The difficulties with evaluation of the effect of electronic interventions such as AWARE, and other systems interventions, are associated with controlling for confounders and isolating the treatment effect of the intervention. Unfortunately, this is a common problem with technology evaluation in real world scenarios as these interventions cannot be implemented in a traditional randomized controlled trial. Before-after comparison study, while lacking the power of randomization, is widely used and typically the most logistically feasible and practical study design.

Patients in the post-AWARE group appear sicker compared to pre-AWARE group.. Both comparison groups were drawn from the same ICUs, and analysis controlled for the patient’s ICU in order to remove confounding due to the differences in the types of patients by unit, i.e. medical, surgical, cardiovascular, and other patients. The analysis also controlled for patient severity, using the APACHE score as a covariate.

A common criticism of before/after comparison studies is that changes in outcome measures may be attributed to other changes or quality improvement initiatives that may have occurred over time. Unfortunately it is difficult to assess such impact without availability of a concurrent control group. Instead we attempted to examine the effect of the intervention on outcomes by the usage level of the AWARE intervention. When we analyzed outcomes by whether the patient was in a high AWARE use unit compared to moderate use AWARE unit, the association between AWARE and improved outcomes was preserved, but unfortunately the study was not powered to show a dose-response effect.

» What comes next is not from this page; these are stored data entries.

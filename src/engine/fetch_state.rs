// ==========================================
// 米厂报表客户端 - 获取状态机
// ==========================================
// 状态: Idle -> Loading -> Ready | Failed
// 重试: 仅允许 Failed -> Loading
// ==========================================

use std::fmt;
use thiserror::Error;

#[derive(Error, Debug, Clone, PartialEq)]
#[error("无效的状态转换: from={from} to={to}")]
pub struct InvalidTransition {
    pub from: &'static str,
    pub to: &'static str,
}

#[derive(Debug, Clone, PartialEq, Default)]
pub enum FetchState<T> {
    #[default]
    Idle,
    Loading,
    Ready(T),
    Failed(String),
}

impl<T> FetchState<T> {
    pub fn name(&self) -> &'static str {
        match self {
            FetchState::Idle => "Idle",
            FetchState::Loading => "Loading",
            FetchState::Ready(_) => "Ready",
            FetchState::Failed(_) => "Failed",
        }
    }

    /// 发起首次获取: Idle -> Loading
    ///
    /// Ready 状态下重新获取（例如过滤条件变化）同样允许
    pub fn begin(&mut self) -> Result<(), InvalidTransition> {
        match self {
            FetchState::Idle | FetchState::Ready(_) => {
                *self = FetchState::Loading;
                Ok(())
            }
            _ => Err(InvalidTransition {
                from: self.name(),
                to: "Loading",
            }),
        }
    }

    /// 获取结束: Loading -> Ready | Failed
    pub fn resolve<E: fmt::Display>(&mut self, result: Result<T, E>) -> Result<(), InvalidTransition> {
        if !self.is_loading() {
            return Err(InvalidTransition {
                from: self.name(),
                to: if result.is_ok() { "Ready" } else { "Failed" },
            });
        }
        *self = match result {
            Ok(v) => FetchState::Ready(v),
            Err(e) => FetchState::Failed(e.to_string()),
        };
        Ok(())
    }

    /// 手动重试: Failed -> Loading
    pub fn retry(&mut self) -> Result<(), InvalidTransition> {
        match self {
            FetchState::Failed(_) => {
                *self = FetchState::Loading;
                Ok(())
            }
            _ => Err(InvalidTransition {
                from: self.name(),
                to: "Loading",
            }),
        }
    }

    pub fn is_loading(&self) -> bool {
        matches!(self, FetchState::Loading)
    }

    pub fn is_failed(&self) -> bool {
        matches!(self, FetchState::Failed(_))
    }

    pub fn data(&self) -> Option<&T> {
        match self {
            FetchState::Ready(v) => Some(v),
            _ => None,
        }
    }

    pub fn error(&self) -> Option<&str> {
        match self {
            FetchState::Failed(msg) => Some(msg.as_str()),
            _ => None,
        }
    }
}

#[cfg(test)]
mod tests {
    use super::*;

    #[test]
    fn test_happy_path() {
        let mut s: FetchState<u32> = FetchState::default();
        s.begin().unwrap();
        assert!(s.is_loading());
        s.resolve::<String>(Ok(7)).unwrap();
        assert_eq!(s.data(), Some(&7));
    }

    #[test]
    fn test_retry_only_from_failed() {
        let mut s: FetchState<u32> = FetchState::Idle;
        assert!(s.retry().is_err());

        s.begin().unwrap();
        s.resolve::<&str>(Err("timeout")).unwrap();
        assert_eq!(s.error(), Some("timeout"));

        s.retry().unwrap();
        assert!(s.is_loading());
        assert!(s.retry().is_err());
    }

    #[test]
    fn test_resolve_requires_loading() {
        let mut s: FetchState<u32> = FetchState::Idle;
        let err = s.resolve::<String>(Ok(1)).unwrap_err();
        assert_eq!(err.from, "Idle");
    }

    #[test]
    fn test_begin_from_failed_rejected() {
        let mut s: FetchState<u32> = FetchState::Failed("x".to_string());
        assert!(s.begin().is_err());
    }
}
// ==========================================
// PdfCanvas - 页面绘制 + 自动分页
// ==========================================
pub struct PdfCanvas {
    pages: Vec<Vec<u8>>,
    cursor_y: f64,
}

impl Default for PdfCanvas {
    fn default() -> Self {
        Self::new()
    }
}

impl PdfCanvas {
    pub fn new() -> Self {
        let mut canvas = Self {
            pages: Vec::new(),
            cursor_y: TOP_Y,
        };
        canvas.add_page();
        canvas
    }

    pub fn page_count(&self) -> usize {
        self.pages.len()
    }

    pub fn cursor_y(&self) -> f64 {
        self.cursor_y
    }

    /// 新起一页并重绘边框
    pub fn add_page(&mut self) {
        self.pages.push(Vec::new());
        self.cursor_y = TOP_Y;
        let (x, y, w, h) = BORDER;
        self.op(format!("0.85 w {} RG\n", BLACK.components()));
        self.rect(x, y, w, h, false);
    }

    /// 剩余空间不足时分页
    ///
    /// # 返回
    /// 是否发生了分页
    fn ensure_space(&mut self, height: f64) -> bool {
        if self.cursor_y + height > BOTTOM_LIMIT {
            self.add_page();
            true
        } else {
            false
        }
    }

    fn op(&mut self, s: String) {
        if self.pages.is_empty() {
            self.pages.push(Vec::new());
        }
        let last = self.pages.len() - 1;
        self.pages[last].extend_from_slice(s.as_bytes());
    }

    fn rect(&mut self, x: f64, y: f64, w: f64, h: f64, fill: bool) {
        let paint = if fill { "f" } else { "S" };
        self.op(format!(
            "{:.2} {:.2} {:.2} {:.2} re {}\n",
            mm_to_pt(x),
            mm_to_pt(PAGE_HEIGHT - y - h),
            mm_to_pt(w),
            mm_to_pt(h),
            paint
        ));
    }

    fn fill_rect(&mut self, x: f64, y: f64, w: f64, h: f64, color: Rgb) {
        self.op(format!("{} rg\n", color.components()));
        self.rect(x, y, w, h, true);
    }

    /// y 为基线位置
    fn text(&mut self, x: f64, y: f64, font: Font, size: f64, color: Rgb, text: &str) {
        let encoded = encode_text(text);
        if encoded.is_empty() {
            return;
        }
        self.op(format!(
            "BT /{} {:.1} Tf {} rg {:.2} {:.2} Td (",
            font.resource(),
            size,
            color.components(),
            mm_to_pt(x),
            mm_to_pt(PAGE_HEIGHT - y)
        ));
        if let Some(page) = self.pages.last_mut() {
            page.extend_from_slice(&encoded);
        }
        self.op(") Tj ET\n".to_string());
    }

    // ===== 报表元素 =====

    pub fn document_title(&mut self, title: &str) {
        self.text(MARGIN_LEFT, self.cursor_y, Font::Bold, TITLE_SIZE, BLACK, title);
        self.cursor_y += 10.0;
    }

    pub fn section_title(&mut self, title: &str) {
        self.ensure_space(12.0);
        let y = self.cursor_y;
        self.fill_rect(MARGIN_LEFT, y, PAGE_WIDTH - MARGIN_LEFT - MARGIN_RIGHT, 8.0, SECTION_FILL);
        self.text(16.0, y + 6.0, Font::Bold, SECTION_TITLE_SIZE, SECTION_TEXT, title);
        self.cursor_y += 12.0;
    }

    pub fn description(&mut self, text: &str) {
        self.cursor_y += 3.0;
        for line in wrap_text(text, BODY_SIZE, DESCRIPTION_WIDTH) {
            self.ensure_space(LINE_STEP);
            self.text(MARGIN_LEFT, self.cursor_y, Font::Regular, BODY_SIZE, DESCRIPTION_TEXT, &line);
            self.cursor_y += LINE_STEP;
        }
        self.cursor_y += 6.0;
    }

    /// "标签: 值" 逐行输出
    pub fn fields(&mut self, fields: &[(String, String)]) {
        for (label, value) in fields {
            self.ensure_space(LINE_STEP);
            let line = format!("{}: {}", label, value);
            self.text(MARGIN_LEFT, self.cursor_y, Font::Regular, BODY_SIZE, BLACK, &line);
            self.cursor_y += LINE_STEP;
        }
        self.cursor_y += 5.0;
    }

    /// 斑马纹表格，分页时重复表头
    pub fn table(&mut self, headers: &[String], rows: &[Vec<String>]) {
        let columns = headers.len().max(1);
        let table_width = PAGE_WIDTH - MARGIN_LEFT - MARGIN_RIGHT;
        let col_width = table_width / columns as f64;
        let text_width_limit = col_width - 2.0 * CELL_PADDING;

        let layout = |cells: &[String]| -> (Vec<Vec<String>>, f64) {
            let wrapped: Vec<Vec<String>> = cells
                .iter()
                .map(|c| wrap_text(c, BODY_SIZE, text_width_limit))
                .collect();
            let lines = wrapped.iter().map(Vec::len).max().unwrap_or(1).max(1);
            (wrapped, lines as f64 * CELL_LINE_HEIGHT + 2.0 * CELL_PADDING)
        };

        let (header_cells, header_height) = layout(headers);
        self.ensure_space(header_height);
        self.table_row(&header_cells, header_height, col_width, Some(HEADER_FILL), Font::Bold, WHITE);

        for (index, row) in rows.iter().enumerate() {
            let (cells, height) = layout(row);
            if self.ensure_space(height) {
                self.table_row(&header_cells, header_height, col_width, Some(HEADER_FILL), Font::Bold, WHITE);
            }
            let fill = (index % 2 == 1).then_some(STRIPE_FILL);
            self.table_row(&cells, height, col_width, fill, Font::Regular, CELL_TEXT);
        }
        self.cursor_y += 10.0;
    }

    fn table_row(
        &mut self,
        cells: &[Vec<String>],
        height: f64,
        col_width: f64,
        fill: Option<Rgb>,
        font: Font,
        color: Rgb,
    ) {
        let y = self.cursor_y;
        if let Some(fill) = fill {
            self.fill_rect(MARGIN_LEFT, y, col_width * cells.len().max(1) as f64, height, fill);
        }
        for (col, lines) in cells.iter().enumerate() {
            let x = MARGIN_LEFT + col as f64 * col_width + CELL_PADDING;
            for (i, line) in lines.iter().enumerate() {
                let baseline = y + CELL_PADDING + 3.0 + i as f64 * CELL_LINE_HEIGHT;
                self.text(x, baseline, font, BODY_SIZE, color, line);
            }
        }
        self.cursor_y += height;
    }

    /// 序列化为 PDF 字节
    pub fn finish(self) -> Vec<u8> {
        let page_count = self.pages.len();
        // 对象编号: 1 目录, 2 页树, 3/4 字体, 之后每页 (页, 内容流)
        let page_obj = |i: usize| 5 + i * 2;
        let mut objects: Vec<Vec<u8>> = Vec::new();

        objects.push(b"<< /Type /Catalog /Pages 2 0 R >>".to_vec());
        let kids: Vec<String> = (0..page_count).map(|i| format!("{} 0 R", page_obj(i))).collect();
        objects.push(
            format!("<< /Type /Pages /Kids [{}] /Count {} >>", kids.join(" "), page_count).into_bytes(),
        );
        objects.push(
            b"<< /Type /Font /Subtype /Type1 /BaseFont /Helvetica /Encoding /WinAnsiEncoding >>".to_vec(),
        );
        objects.push(
            b"<< /Type /Font /Subtype /Type1 /BaseFont /Helvetica-Bold /Encoding /WinAnsiEncoding >>"
                .to_vec(),
        );
        for (i, content) in self.pages.into_iter().enumerate() {
            objects.push(
                format!(
                    "<< /Type /Page /Parent 2 0 R /MediaBox [0 0 {:.2} {:.2}] \
                     /Resources << /Font << /F1 3 0 R /F2 4 0 R >> >> /Contents {} 0 R >>",
                    mm_to_pt(PAGE_WIDTH),
                    mm_to_pt(PAGE_HEIGHT),
                    page_obj(i) + 1
                )
                .into_bytes(),
            );
            let mut stream = format!("<< /Length {} >>\nstream\n", content.len()).into_bytes();
            stream.extend_from_slice(&content);
            stream.extend_from_slice(b"\nendstream");
            objects.push(stream);
        }

        let mut out: Vec<u8> = b"%PDF-1.4\n%\xE2\xE3\xCF\xD3\n".to_vec();
        let mut offsets = Vec::with_capacity(objects.len());
        for (i, body) in objects.iter().enumerate() {
            offsets.push(out.len());
            out.extend_from_slice(format!("{} 0 obj\n", i + 1).as_bytes());
            out.extend_from_slice(body);
            out.extend_from_slice(b"\nendobj\n");
        }
        let xref_at = out.len();
        out.extend_from_slice(format!("xref\n0 {}\n0000000000 65535 f \n", objects.len() + 1).as_bytes());
        for offset in offsets {
            out.extend_from_slice(format!("{:010} 00000 n \n", offset).as_bytes());
        }
        out.extend_from_slice(
            format!(
                "trailer\n<< /Size {} /Root 1 0 R >>\nstartxref\n{}\n%%EOF\n",
                objects.len() + 1,
                xref_at
            )
            .as_bytes(),
        );
        out
    }
}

The VAE surveillance definition algorithm was developed and implemented in the NHSN in January 2013 [22]. Pre-AWARE cohort predates implementation of this metric; therefore, the numbers may be underestimated in the control group.

Since clinicians were free to use AWARE or standard EMR, the “efficacy” of intervention could be underestimated. However, a parallel study showed that about ¾ of clinicians intended to use AWARE after its implementation [23].

Conclusions

Better organization of information in the ICU with systems like AWARE has the potential to improve important patient outcomes, such as mortality and length of stay. By reducing the length of stay in the hospital as well as ICU, the costs of hospitalization are also greatly reduced. Objectively measurable process outcomes, such as use of central lines or continuous IV sedation, also improved in accordance to best practices of care. However, rates of documentation of care processes are not necessarily affected by the system. While there is much variation among HIT systems and their effect on care and outcomes, a carefully designed system holds great promise to improve health and care quality and efficiency. However, due to study design limitations we cannot prove causality, and the magnitude of the main outcomes in this study should be interpreted with caution.